>>

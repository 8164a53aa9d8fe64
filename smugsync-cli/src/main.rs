use anyhow::Context;
use clap::{Parser, Subcommand};
use std::path::PathBuf;
use tracing_subscriber::EnvFilter;

mod commands;

#[derive(Parser)]
#[command(name = "smugsync")]
#[command(about = "Sync local media files to SmugMug albums with content-addressed deduplication")]
#[command(version)]
struct Cli {
    /// Directory holding the dedup database (defaults to the platform data dir)
    #[arg(long, global = true)]
    data_dir: Option<PathBuf>,

    /// API bearer token (falls back to the SMUGSYNC_TOKEN environment variable)
    #[arg(long, global = true, env = "SMUGSYNC_TOKEN", hide_env_values = true)]
    token: Option<String>,

    /// Verbosity level (-v for debug, -vv for trace)
    #[arg(short, long, global = true, action = clap::ArgAction::Count)]
    verbose: u8,

    #[command(subcommand)]
    command: Commands,
}

#[derive(Subcommand)]
enum Commands {
    /// List all albums of the authenticated user
    Albums,

    /// Search the user's albums by name
    Search {
        /// Search terms, combined into one query
        #[arg(required = true)]
        terms: Vec<String>,
    },

    /// Refresh the local dedup index from an album's remote image listing
    SyncAlbum {
        /// Album key, as shown by the albums command
        album_key: String,
    },

    /// Upload files into an album, skipping content the album already has
    Upload {
        /// Album key, as shown by the albums command
        album_key: String,

        /// Files or glob patterns to upload
        #[arg(required = true)]
        files: Vec<String>,

        /// Maximum concurrent uploads
        #[arg(long, default_value_t = 4)]
        parallel: usize,

        /// Retries per file after the first attempt fails
        #[arg(long, default_value_t = 2)]
        retries: u32,

        /// Upload even if identical content is already in the album
        #[arg(long)]
        allow_duplicates: bool,
    },

    /// Show recorded duplicates of a local file within an album
    Dupes {
        /// Album key, as shown by the albums command
        album_key: String,

        /// Local file to fingerprint
        file: PathBuf,
    },
}

fn init_tracing(verbose: u8) {
    let default_level = match verbose {
        0 => "info",
        1 => "debug",
        _ => "trace",
    };
    let filter = EnvFilter::try_from_default_env()
        .unwrap_or_else(|_| EnvFilter::new(format!("smugsync={default_level},warn")));
    tracing_subscriber::fmt()
        .with_env_filter(filter)
        .compact()
        .init();
}

#[tokio::main]
async fn main() -> anyhow::Result<()> {
    let cli = Cli::parse();
    init_tracing(cli.verbose);

    let data_dir = match cli.data_dir {
        Some(dir) => dir,
        None => dirs::data_dir()
            .context("no platform data directory; pass --data-dir")?
            .join("smugsync"),
    };

    let ctx = commands::AppContext::build(data_dir, cli.token).await?;

    match cli.command {
        Commands::Albums => commands::list_albums(&ctx).await,
        Commands::Search { terms } => commands::search_albums(&ctx, &terms).await,
        Commands::SyncAlbum { album_key } => commands::sync_album(&ctx, &album_key).await,
        Commands::Upload {
            album_key,
            files,
            parallel,
            retries,
            allow_duplicates,
        } => {
            commands::upload(
                &ctx,
                &album_key,
                files,
                parallel,
                retries,
                allow_duplicates,
            )
            .await
        }
        Commands::Dupes { album_key, file } => commands::dupes(&ctx, &album_key, &file).await,
    }
}
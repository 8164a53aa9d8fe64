//! SmugMug API v2 response envelopes.
//!
//! All listing requests are sent with `_verbosity=1`, which flattens the
//! response to the fields requested via `_filter`.

use serde::{Deserialize, Serialize};

/// Pagination block present on every listing response.
#[derive(Debug, Clone, Default, Deserialize)]
#[serde(rename_all = "PascalCase")]
pub struct PageInfo {
    /// Total number of items in the collection
    #[serde(default)]
    pub total: u32,
    /// 1-based index of the first item on this page
    #[serde(default)]
    pub start: u32,
    /// Number of items returned for this page
    #[serde(default)]
    pub count: u32,
    /// Number of items the request asked for
    #[serde(default)]
    pub requested_count: u32,
}

/// One album as returned by the albums listing.
#[derive(Debug, Clone, PartialEq, Eq, Serialize, Deserialize)]
#[serde(rename_all = "PascalCase")]
pub struct Album {
    pub album_key: String,
    pub name: String,
}

/// One image as returned by the album images listing.
///
/// Only the archived MD5 and filename are requested; that is all the dedup
/// store needs to recognize content already present in the album.
#[derive(Debug, Clone, PartialEq, Eq, Serialize, Deserialize)]
#[serde(rename_all = "PascalCase")]
pub struct AlbumImage {
    #[serde(rename = "ArchivedMD5")]
    pub archived_md5: String,
    pub file_name: String,
}

/// Reference to another API endpoint.
#[derive(Debug, Clone, Deserialize)]
#[serde(rename_all = "PascalCase")]
pub struct UriRef {
    pub uri: String,
}

#[derive(Debug, Deserialize)]
#[serde(rename_all = "PascalCase")]
pub struct AlbumsBody {
    #[serde(default)]
    pub album: Vec<Album>,
    #[serde(default)]
    pub pages: PageInfo,
}

/// Top-level envelope for the albums listing.
#[derive(Debug, Deserialize)]
#[serde(rename_all = "PascalCase")]
pub struct AlbumsResponse {
    pub response: AlbumsBody,
}

#[derive(Debug, Deserialize)]
#[serde(rename_all = "PascalCase")]
pub struct ImagesBody {
    #[serde(default)]
    pub album_image: Vec<AlbumImage>,
    #[serde(default)]
    pub pages: PageInfo,
}

/// Top-level envelope for the album images listing.
#[derive(Debug, Deserialize)]
#[serde(rename_all = "PascalCase")]
pub struct ImagesResponse {
    pub response: ImagesBody,
}

#[derive(Debug, Deserialize)]
#[serde(rename_all = "PascalCase")]
pub struct UserBody {
    pub user: Option<UriRef>,
}

/// Top-level envelope for the authuser probe.
#[derive(Debug, Deserialize)]
#[serde(rename_all = "PascalCase")]
pub struct UserResponse {
    pub response: UserBody,
}

/// Acknowledgment returned by the upload host.
///
/// `stat == "ok"` is the only positive acknowledgment; anything else means
/// the service did not accept the image.
#[derive(Debug, Clone, Deserialize)]
pub struct UploadAck {
    #[serde(default)]
    pub stat: String,
    #[serde(default)]
    pub message: String,
}

impl UploadAck {
    pub fn is_ok(&self) -> bool {
        self.stat == "ok"
    }
}

#[cfg(test)]
mod tests {
    use super::*;

    #[test]
    fn test_deserialize_albums_response() {
        let json = r#"{
            "Response": {
                "Album": [
                    {"AlbumKey": "abc123", "Name": "Holidays"},
                    {"AlbumKey": "def456", "Name": "Birthdays"}
                ],
                "Pages": {"Total": 2, "Start": 1, "Count": 2, "RequestedCount": 100}
            }
        }"#;

        let resp: AlbumsResponse = serde_json::from_str(json).unwrap();
        assert_eq!(resp.response.album.len(), 2);
        assert_eq!(resp.response.album[0].album_key, "abc123");
        assert_eq!(resp.response.album[0].name, "Holidays");
        assert_eq!(resp.response.pages.total, 2);
    }

    #[test]
    fn test_deserialize_images_response() {
        let json = r#"{
            "Response": {
                "AlbumImage": [
                    {"ArchivedMD5": "d41d8cd98f00b204e9800998ecf8427e", "FileName": "beach.jpg"}
                ],
                "Pages": {"Total": 1, "Start": 1, "Count": 1, "RequestedCount": 1}
            }
        }"#;

        let resp: ImagesResponse = serde_json::from_str(json).unwrap();
        assert_eq!(resp.response.album_image.len(), 1);
        assert_eq!(
            resp.response.album_image[0].archived_md5,
            "d41d8cd98f00b204e9800998ecf8427e"
        );
        assert_eq!(resp.response.album_image[0].file_name, "beach.jpg");
    }

    #[test]
    fn test_deserialize_empty_listing() {
        // An album with no images is a valid page, not an error.
        let json = r#"{"Response": {"Pages": {"Total": 0, "Start": 1, "Count": 0}}}"#;
        let resp: ImagesResponse = serde_json::from_str(json).unwrap();
        assert!(resp.response.album_image.is_empty());
        assert_eq!(resp.response.pages.total, 0);
    }

    #[test]
    fn test_deserialize_user_response() {
        let json = r#"{"Response": {"User": {"Uri": "/api/v2/user/someone"}}}"#;
        let resp: UserResponse = serde_json::from_str(json).unwrap();
        assert_eq!(resp.response.user.unwrap().uri, "/api/v2/user/someone");
    }

    #[test]
    fn test_upload_ack() {
        let ok: UploadAck = serde_json::from_str(r#"{"stat": "ok"}"#).unwrap();
        assert!(ok.is_ok());

        let fail: UploadAck =
            serde_json::from_str(r#"{"stat": "fail", "message": "invalid album"}"#).unwrap();
        assert!(!fail.is_ok());
        assert_eq!(fail.message, "invalid album");
    }
}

<<

**Problem details**
The reply should hold only the lines from the beginning of the listing above through the line with "first attempt fails", each one written exactly as it appears.

**Task answer**
repository 8164a53aa9d8fe64
filename smugsync-cli/src/main.rs
use anyhow::Context;
use clap::{Parser, Subcommand};
use std::path::PathBuf;
use tracing_subscriber::EnvFilter;

mod commands;

#[derive(Parser)]
#[command(name = "smugsync")]
#[command(about = "Sync local media files to SmugMug albums with content-addressed deduplication")]
#[command(version)]
struct Cli {
    /// Directory holding the dedup database (defaults to the platform data dir)
    #[arg(long, global = true)]
    data_dir: Option<PathBuf>,

    /// API bearer token (falls back to the SMUGSYNC_TOKEN environment variable)
    #[arg(long, global = true, env = "SMUGSYNC_TOKEN", hide_env_values = true)]
    token: Option<String>,

    /// Verbosity level (-v for debug, -vv for trace)
    #[arg(short, long, global = true, action = clap::ArgAction::Count)]
    verbose: u8,

    #[command(subcommand)]
    command: Commands,
}

#[derive(Subcommand)]
enum Commands {
    /// List all albums of the authenticated user
    Albums,

    /// Search the user's albums by name
    Search {
        /// Search terms, combined into one query
        #[arg(required = true)]
        terms: Vec<String>,
    },

    /// Refresh the local dedup index from an album's remote image listing
    SyncAlbum {
        /// Album key, as shown by the albums command
        album_key: String,
    },

    /// Upload files into an album, skipping content the album already has
    Upload {
        /// Album key, as shown by the albums command
        album_key: String,

        /// Files or glob patterns to upload
        #[arg(required = true)]
        files: Vec<String>,

        /// Maximum concurrent uploads
        #[arg(long, default_value_t = 4)]
        parallel: usize,

        /// Retries per file after the first attempt fails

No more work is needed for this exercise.